Gelombang tawa yang menggema tinggi semakin keras, semangat dan pertahanan Giok-liong sudah hampir tergempur dan tidak kuat bertahan Iagi.
Terpaksa ia tidak hiraukan lagi luka-luka dalam yang belum sembuh seluruhnya, dengan tekun desak seluruh kekuatan Ji-lo keluar badan, dengan mengerahkan dua belas bagian tenaganya baru dia tidak terkalahkan.

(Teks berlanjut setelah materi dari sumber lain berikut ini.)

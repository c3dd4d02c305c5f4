use crossterm::event::{KeyCode, KeyEvent, KeyEventKind};

use super::input::{apply_search_filter, move_selection};
use super::state::{RightView, TuiState, ViewMode};
use crate::people::PersonView;

/// What the run loop must do after a key press.
#[derive(Debug, Clone, Copy, PartialEq, Eq)]
pub enum Action {
    None,
    Quit,
    /// Re-read the CSV and recompute every view.
    Reload,
}

/// Handle a keyboard event, mutating TUI state and telling the loop what to do next.
pub fn handle_key_event(
    key_event: KeyEvent,
    state: &mut TuiState,
    views: &[PersonView],
    project_count: usize,
) -> Action {
    if key_event.kind != KeyEventKind::Press {
        return Action::None;
    }

    if state.search_mode {
        handle_search_input(key_event.code, state, views);
        return Action::None;
    }

    match key_event.code {
        KeyCode::Char('q') => return Action::Quit,
        KeyCode::Char('h') | KeyCode::F(1) => state.show_help = !state.show_help,
        KeyCode::Char('/') => {
            state.search_mode = true;
            state.search_query.clear();
        }
        KeyCode::Esc => {
            state.show_help = false;
            state.search_query.clear();
            apply_search_filter(views, state);
        }
        KeyCode::Tab => {
            state.tab_index = (state.tab_index + 1) % ViewMode::TITLES.len();
        }
        KeyCode::BackTab => {
            state.tab_index = if state.tab_index == 0 {
                ViewMode::TITLES.len() - 1
            } else {
                state.tab_index - 1
            };
        }
        KeyCode::Char('c') => {
            state.cumulative = !state.cumulative;
            state.set_status(format!(
                "Cumulative: {}",
                if state.cumulative { "On" } else { "Off" }
            ));
            return Action::Reload;
        }
        KeyCode::Char('v') => {
            state.right_view = match state.right_view {
                RightView::GitGraph => RightView::WeekdayBars,
                RightView::WeekdayBars => RightView::GitGraph,
            };
            state.graph_scroll = 0;
            return Action::Reload;
        }
        KeyCode::Char('r') => return Action::Reload,
        KeyCode::Char(']') if project_count > 0 => {
            state.project_selected = (state.project_selected + 1) % project_count;
            state.graph_scroll = 0;
        }
        KeyCode::Char('[') if project_count > 0 => {
            state.project_selected = (state.project_selected + project_count - 1) % project_count;
            state.graph_scroll = 0;
        }
        KeyCode::Up | KeyCode::Char('k') => move_selection(state, -1),
        KeyCode::Down | KeyCode::Char('j') => move_selection(state, 1),
        KeyCode::Home => move_selection(state, isize::MIN / 2),
        KeyCode::End => move_selection(state, isize::MAX / 2),
        KeyCode::PageUp => {
            if state.view_mode() == ViewMode::Activity {
                state.graph_scroll = state.graph_scroll.saturating_sub(10);
            } else {
                move_selection(state, -10);
            }
        }
        KeyCode::PageDown => {
            if state.view_mode() == ViewMode::Activity {
                state.graph_scroll += 10;
            } else {
                move_selection(state, 10);
            }
        }
        _ => {}
    }
    Action::None
}

fn handle_search_input(code: KeyCode, state: &mut TuiState, views: &[PersonView]) {
    match code {
        KeyCode::Esc => {
            state.search_mode = false;
            state.search_query.clear();
            apply_search_filter(views, state);
        }
        KeyCode::Enter => {
            state.search_mode = false;
            apply_search_filter(views, state);
        }
        KeyCode::Backspace => {
            state.search_query.pop();
            apply_search_filter(views, state);
        }
        KeyCode::Char(c) => {
            state.search_query.push(c);
            apply_search_filter(views, state);
        }
        _ => {}
    }
}

#[cfg(test)]
mod tests {
    use super::*;
    use crossterm::event::KeyModifiers;
    use pretty_assertions::assert_eq;

    fn press(code: KeyCode) -> KeyEvent {
        KeyEvent::new(code, KeyModifiers::NONE)
    }

    #[test]
    fn toggles_request_a_reload() {
        let mut state = TuiState::default();
        assert!(state.cumulative);
        assert_eq!(handle_key_event(press(KeyCode::Char('c')), &mut state, &[], 0), Action::Reload);
        assert!(!state.cumulative);
        assert_eq!(handle_key_event(press(KeyCode::Char('v')), &mut state, &[], 0), Action::Reload);
        assert_eq!(state.right_view, RightView::WeekdayBars);
        assert_eq!(handle_key_event(press(KeyCode::Char('q')), &mut state, &[], 0), Action::Quit);
    }

    #[test]
    fn tabs_wrap_around() {
        let mut state = TuiState::default();
        handle_key_event(press(KeyCode::BackTab), &mut state, &[], 0);
        assert_eq!(state.view_mode(), ViewMode::Activity);
        handle_key_event(press(KeyCode::Tab), &mut state, &[], 0);
        assert_eq!(state.view_mode(), ViewMode::People);
    }

    #[test]
    fn project_cycling_wraps() {
        let mut state = TuiState::default();
        handle_key_event(press(KeyCode::Char('[')), &mut state, &[], 3);
        assert_eq!(state.project_selected, 2);
        handle_key_event(press(KeyCode::Char(']')), &mut state, &[], 3);
        assert_eq!(state.project_selected, 0);
    }

    #[test]
    fn search_mode_captures_characters() {
        let mut state = TuiState::default();
        handle_key_event(press(KeyCode::Char('/')), &mut state, &[], 0);
        assert!(state.search_mode);
        handle_key_event(press(KeyCode::Char('q')), &mut state, &[], 0);
        assert_eq!(state.search_query, "q");
        handle_key_event(press(KeyCode::Enter), &mut state, &[], 0);
        assert!(!state.search_mode);
    }
}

Seumpama tekanan pihak lawan ditambah setingkat saja pasti hancurlah pertahanannya itu berarti tamatlah jiwanya atau paling tidak badannya tergetar hancur luka parah.
Tapi ternyata Hiat-hong Pang cu malah menghentikan gelombang tawanya dan menyuruh kedua pelindungnya turun tangan.
Dengan daya kecepatan luar biasa Giok-liong memutar tenaga Ji-Io sekali putaran didalam badannya, lalu berkata lagi kepada Siok Kiu-tiang menggunakan gelombang tekanan lirih.